Look through the records below for the line holding "async fn todos_by_user(&self, user_id: u64)". Write it out exactly, with each following line through the line holding "async fn create_todo(&self, new_todo: NewTodo)".

[Provided data]
--------------------------------------------------

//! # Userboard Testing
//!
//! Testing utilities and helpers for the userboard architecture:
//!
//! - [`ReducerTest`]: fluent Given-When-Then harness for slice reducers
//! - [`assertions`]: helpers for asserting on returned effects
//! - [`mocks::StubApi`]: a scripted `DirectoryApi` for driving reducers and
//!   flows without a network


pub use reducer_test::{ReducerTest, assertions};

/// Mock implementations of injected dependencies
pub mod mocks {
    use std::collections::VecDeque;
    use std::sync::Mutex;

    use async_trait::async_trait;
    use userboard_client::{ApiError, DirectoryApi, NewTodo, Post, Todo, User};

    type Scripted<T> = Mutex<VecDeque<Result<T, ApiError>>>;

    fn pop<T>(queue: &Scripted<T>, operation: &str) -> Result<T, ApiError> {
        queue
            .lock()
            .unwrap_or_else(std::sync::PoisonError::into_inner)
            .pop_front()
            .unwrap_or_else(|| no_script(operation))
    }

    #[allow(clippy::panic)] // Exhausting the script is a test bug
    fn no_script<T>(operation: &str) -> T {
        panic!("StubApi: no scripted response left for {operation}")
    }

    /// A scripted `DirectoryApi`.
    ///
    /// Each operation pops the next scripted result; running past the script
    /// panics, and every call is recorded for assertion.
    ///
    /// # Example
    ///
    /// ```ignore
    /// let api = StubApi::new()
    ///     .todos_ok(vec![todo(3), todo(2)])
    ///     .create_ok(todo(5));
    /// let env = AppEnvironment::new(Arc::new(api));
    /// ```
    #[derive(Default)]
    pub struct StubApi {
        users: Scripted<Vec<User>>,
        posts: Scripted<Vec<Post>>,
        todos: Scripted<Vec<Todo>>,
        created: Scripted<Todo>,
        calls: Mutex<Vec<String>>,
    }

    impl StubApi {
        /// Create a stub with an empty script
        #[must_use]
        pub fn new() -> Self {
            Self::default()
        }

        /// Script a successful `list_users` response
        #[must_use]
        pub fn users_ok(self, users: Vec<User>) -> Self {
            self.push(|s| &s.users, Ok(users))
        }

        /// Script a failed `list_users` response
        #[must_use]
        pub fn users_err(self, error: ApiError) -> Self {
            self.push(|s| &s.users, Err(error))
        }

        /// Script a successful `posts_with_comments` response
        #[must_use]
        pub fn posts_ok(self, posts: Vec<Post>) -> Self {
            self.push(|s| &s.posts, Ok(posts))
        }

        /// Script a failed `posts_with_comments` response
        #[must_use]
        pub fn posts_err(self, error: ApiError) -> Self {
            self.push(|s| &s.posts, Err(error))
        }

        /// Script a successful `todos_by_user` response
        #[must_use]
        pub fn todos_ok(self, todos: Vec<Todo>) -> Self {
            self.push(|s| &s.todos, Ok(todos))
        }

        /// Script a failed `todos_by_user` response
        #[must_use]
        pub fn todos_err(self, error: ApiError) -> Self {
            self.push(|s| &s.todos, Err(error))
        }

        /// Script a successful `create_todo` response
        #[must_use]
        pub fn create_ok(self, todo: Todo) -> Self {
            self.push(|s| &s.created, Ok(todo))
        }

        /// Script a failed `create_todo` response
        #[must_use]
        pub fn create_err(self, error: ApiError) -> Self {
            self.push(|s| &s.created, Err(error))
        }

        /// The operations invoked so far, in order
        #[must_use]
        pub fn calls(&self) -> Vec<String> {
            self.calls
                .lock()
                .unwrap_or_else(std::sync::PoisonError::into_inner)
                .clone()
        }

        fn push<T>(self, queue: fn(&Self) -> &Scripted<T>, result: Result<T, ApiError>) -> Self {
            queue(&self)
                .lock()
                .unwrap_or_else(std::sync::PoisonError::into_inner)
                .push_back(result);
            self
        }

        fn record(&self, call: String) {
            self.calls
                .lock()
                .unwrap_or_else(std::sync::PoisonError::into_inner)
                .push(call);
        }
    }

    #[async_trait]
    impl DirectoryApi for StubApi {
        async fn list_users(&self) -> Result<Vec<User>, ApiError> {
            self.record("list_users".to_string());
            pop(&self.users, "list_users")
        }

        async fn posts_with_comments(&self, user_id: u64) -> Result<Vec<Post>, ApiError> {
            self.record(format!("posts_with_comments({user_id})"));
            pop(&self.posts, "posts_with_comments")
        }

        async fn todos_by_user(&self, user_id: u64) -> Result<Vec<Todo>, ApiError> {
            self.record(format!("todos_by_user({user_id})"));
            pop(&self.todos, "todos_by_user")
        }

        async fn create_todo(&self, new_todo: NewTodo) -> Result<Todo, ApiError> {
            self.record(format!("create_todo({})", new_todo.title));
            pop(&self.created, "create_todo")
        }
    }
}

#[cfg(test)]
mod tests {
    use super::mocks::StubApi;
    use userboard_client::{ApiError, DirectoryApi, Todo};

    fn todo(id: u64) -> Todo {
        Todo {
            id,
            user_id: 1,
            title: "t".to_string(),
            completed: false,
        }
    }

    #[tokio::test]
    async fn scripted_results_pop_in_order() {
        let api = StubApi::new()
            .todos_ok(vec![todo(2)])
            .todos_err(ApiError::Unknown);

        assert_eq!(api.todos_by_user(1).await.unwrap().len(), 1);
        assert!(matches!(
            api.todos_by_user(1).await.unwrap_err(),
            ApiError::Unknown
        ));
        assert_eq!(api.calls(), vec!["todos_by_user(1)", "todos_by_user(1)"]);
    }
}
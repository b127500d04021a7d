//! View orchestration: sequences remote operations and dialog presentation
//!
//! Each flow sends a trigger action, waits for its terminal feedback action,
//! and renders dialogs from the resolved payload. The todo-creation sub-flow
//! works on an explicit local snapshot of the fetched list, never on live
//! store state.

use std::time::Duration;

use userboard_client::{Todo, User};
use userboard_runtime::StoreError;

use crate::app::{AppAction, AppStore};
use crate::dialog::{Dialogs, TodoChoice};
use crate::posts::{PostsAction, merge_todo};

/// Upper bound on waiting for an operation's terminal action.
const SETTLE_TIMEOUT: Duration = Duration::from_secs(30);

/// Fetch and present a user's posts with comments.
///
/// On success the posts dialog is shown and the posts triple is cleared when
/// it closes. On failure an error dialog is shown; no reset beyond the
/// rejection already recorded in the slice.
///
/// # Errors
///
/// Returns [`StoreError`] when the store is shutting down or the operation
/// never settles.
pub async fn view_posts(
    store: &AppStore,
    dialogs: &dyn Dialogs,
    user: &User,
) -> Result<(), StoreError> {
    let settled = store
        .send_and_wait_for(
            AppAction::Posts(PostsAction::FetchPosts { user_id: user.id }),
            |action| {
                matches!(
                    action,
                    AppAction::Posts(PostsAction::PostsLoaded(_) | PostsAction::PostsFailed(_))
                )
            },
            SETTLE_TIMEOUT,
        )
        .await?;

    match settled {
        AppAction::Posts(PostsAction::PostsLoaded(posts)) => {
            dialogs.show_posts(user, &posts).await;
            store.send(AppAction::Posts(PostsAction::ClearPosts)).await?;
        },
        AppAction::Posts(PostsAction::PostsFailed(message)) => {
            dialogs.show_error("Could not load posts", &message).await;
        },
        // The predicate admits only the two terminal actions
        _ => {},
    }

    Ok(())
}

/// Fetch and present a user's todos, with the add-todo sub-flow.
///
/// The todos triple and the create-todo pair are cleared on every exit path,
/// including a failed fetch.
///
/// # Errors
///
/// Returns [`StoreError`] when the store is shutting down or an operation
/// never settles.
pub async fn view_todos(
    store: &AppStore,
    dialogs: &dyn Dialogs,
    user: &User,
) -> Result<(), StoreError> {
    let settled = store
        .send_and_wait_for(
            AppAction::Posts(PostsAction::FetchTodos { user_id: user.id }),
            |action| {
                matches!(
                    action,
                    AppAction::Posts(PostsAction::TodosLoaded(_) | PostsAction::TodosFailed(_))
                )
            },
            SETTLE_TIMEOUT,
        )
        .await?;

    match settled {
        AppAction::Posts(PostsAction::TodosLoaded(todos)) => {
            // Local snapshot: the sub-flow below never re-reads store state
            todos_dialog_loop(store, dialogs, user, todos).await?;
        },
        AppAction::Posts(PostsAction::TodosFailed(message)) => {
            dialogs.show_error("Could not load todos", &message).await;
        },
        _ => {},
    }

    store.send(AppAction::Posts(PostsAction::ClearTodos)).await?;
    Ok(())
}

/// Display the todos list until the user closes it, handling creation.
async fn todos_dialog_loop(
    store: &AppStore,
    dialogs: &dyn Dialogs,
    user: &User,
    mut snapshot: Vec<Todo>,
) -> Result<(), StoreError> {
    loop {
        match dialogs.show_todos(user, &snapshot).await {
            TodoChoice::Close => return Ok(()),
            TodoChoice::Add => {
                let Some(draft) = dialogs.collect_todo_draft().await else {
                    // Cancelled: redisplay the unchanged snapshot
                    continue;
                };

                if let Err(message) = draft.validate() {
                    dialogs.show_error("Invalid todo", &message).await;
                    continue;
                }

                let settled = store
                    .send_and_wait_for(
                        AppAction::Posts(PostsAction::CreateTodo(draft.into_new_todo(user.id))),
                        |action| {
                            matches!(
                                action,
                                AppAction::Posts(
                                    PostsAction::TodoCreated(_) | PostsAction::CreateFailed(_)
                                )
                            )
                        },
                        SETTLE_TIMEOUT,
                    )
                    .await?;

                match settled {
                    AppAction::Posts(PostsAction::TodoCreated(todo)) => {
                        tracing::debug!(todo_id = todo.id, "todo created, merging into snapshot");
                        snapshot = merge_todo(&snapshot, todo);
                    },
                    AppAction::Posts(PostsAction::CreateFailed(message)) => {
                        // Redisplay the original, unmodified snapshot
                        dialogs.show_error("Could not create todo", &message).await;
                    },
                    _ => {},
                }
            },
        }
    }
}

--------------------------------------------------

[Solution for this task]
        async fn todos_by_user(&self, user_id: u64) -> Result<Vec<Todo>, ApiError> {
            self.record(format!("todos_by_user({user_id})"));
            pop(&self.todos, "todos_by_user")
        }

        async fn create_todo(&self, new_todo: NewTodo) -> Result<Todo, ApiError> {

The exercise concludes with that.